Lucee in Government

Not sure quite how to categorize this question, sorry. In the past using Adobe ColdFusion in US government contracts has been pretty straightforward as ACF has been “certified”. Has Lucee had any similar certification or use in government that I can point to? Our goal is to have our SAAS product Fedramp certified, and given our desire to move to OSS Lucee from ACF, we want to approach this with our eyes wide open.

Thanks!

I am not sure what to say specifically but you might want to get in touch with the BlueRiver folks that are deploying Mura into the US govt.

They might be able to point the way.

Thanks Mark. I’ll see how they are making out.

Nic

That’s not to stop anyone else with experience chiming in!

But the problem we faced at Railo was that as an Open Source Project, people were free to use it without letting us know so, in comparison to Adobe, we weren’t the best people to ask where it was being used. We could get some ideas from people asking for support.

One organisation I know is NASA and JPL that used Railo (and I presume now they use Lucee?)

Im pretty sure that we had heard that indeed Nasa JPL did use Lucee and we were able to reference as such.

The question of course is if you are creating a WAR (Your distribution) that is deployed on top of an approved web application server Tomcat or equivalent combined with an approved RDBMS are all elements of the distribution required to be approved ?

I mean I fully understand that as a commercial server product with cost, licensing and support ACF is required to be approved, but I assume that Jquery and various nuances of your applications build elsewhere are explicitly approved so I wonder whether its a point worth making. You are after all shipping Jars + your source code not an executable or modified version of tomcat ?

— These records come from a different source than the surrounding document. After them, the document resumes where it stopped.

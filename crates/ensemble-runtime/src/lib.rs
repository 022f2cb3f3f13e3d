//! ---
//! ens_section: "06-resources"
//! ens_subsection: "module"
//! ens_type: "source"
//! ens_scope: "code"
//! ens_description: "Resource collaborator interface."
//! ens_version: "v0.1.0"
//! ens_owner: "tbd"
//! ---
#![warn(missing_docs)]
//! Narrow interface between the ensemble orchestrator and the host's container
//! and network primitives.
//!
//! The orchestrator only ever calls `start` on a described resource and `stop`
//! on a live handle. [`GenericNetwork`] and [`GenericContainer`] implement those
//! traits over any [`ContainerRuntime`].

pub mod container;
pub mod error;
pub mod generic;
pub mod resource;
pub mod runtime;

pub use container::{BindMode, BindMount, ContainerSpec, CopiedContent};
pub use error::ResourceError;
pub use generic::{GenericContainer, GenericNetwork};
pub use resource::{Network, Service, StartedNetwork, StartedService};
pub use runtime::{ContainerRuntime, RunningContainer};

If you’re asking about Lucee being specifically added to one of the (multiple) internal lists of approved govt softwares, that hasn’t happened for Lucee as far as I know. I’m working with a DOD project right now that has gotten CommandBox added to a list since they’re using it for local dev and as part of the Ortus docker image for deploys, but lucee isn’t specifically on the list even though it’s part of CommandBox. (This project is using Adobe 2016 for their server).

My understanding is it takes a specific govt project to use Lucee and “sponsor” that software as being approved and added to the internal lists, but it’s not a quick process and I don’t really even know what all it entails. It’s a bit of a catch 22 since most departments, even if open to the idea of Lucee, are most likely to just stick with an already-approved software rather than going through the work of getting something new certified. And govt projects aren’t usually worried too much about licensing costs, so you have to come at them from a different angle to sell them on it. (They’re going to be worried much more about support, longevity, and security)

I think the best option here for Lucee is that devs getting govt contracts need to keep pushing Lucee as an enterprise solution until someone picks it up for a big enough project and are willing to sponsor its addition to the lists of approved softwares. In the meantime, I assume departments that are already using it, are doing so via “loopholes” since it’s a “java” war deploy on Tomcat, etc. Even if that does happen, I’m not sure if we’ll hear about it. The app I’m working on that uses CommandBox will never even see the light of the internet. It’s part of the large amount of CF out in the dark web that “doesn’t exist” which makes it very hard to use in marketing.

Just wanted to add to this-- I was just chatting with a dev who does a lot of govt work and he’s using Lucee 5.2.4 for a ContentBox CMS app he built for a government site which I unfortunately cannot name publicly :confused: His company was able to use Lucee without issue because it is not a site that the US govt hosts themselves, but rather a turn-key solution he provides to them which includes the hosting. They basically rent the site (which is publicly available) and he uses the technologies that are the fastest and easiest for him to get to production. I suppose it’s worth mentioning that there are scenarios in which you can use the technology you want as a vendor without having to go through as much red tape. What really sucks is you can’t point to successful projects like the one I’m talking about right now since that department doesn’t want any technical details published, lest hackers target them.

Thanks all for the responses. Exactly what I needed to hear.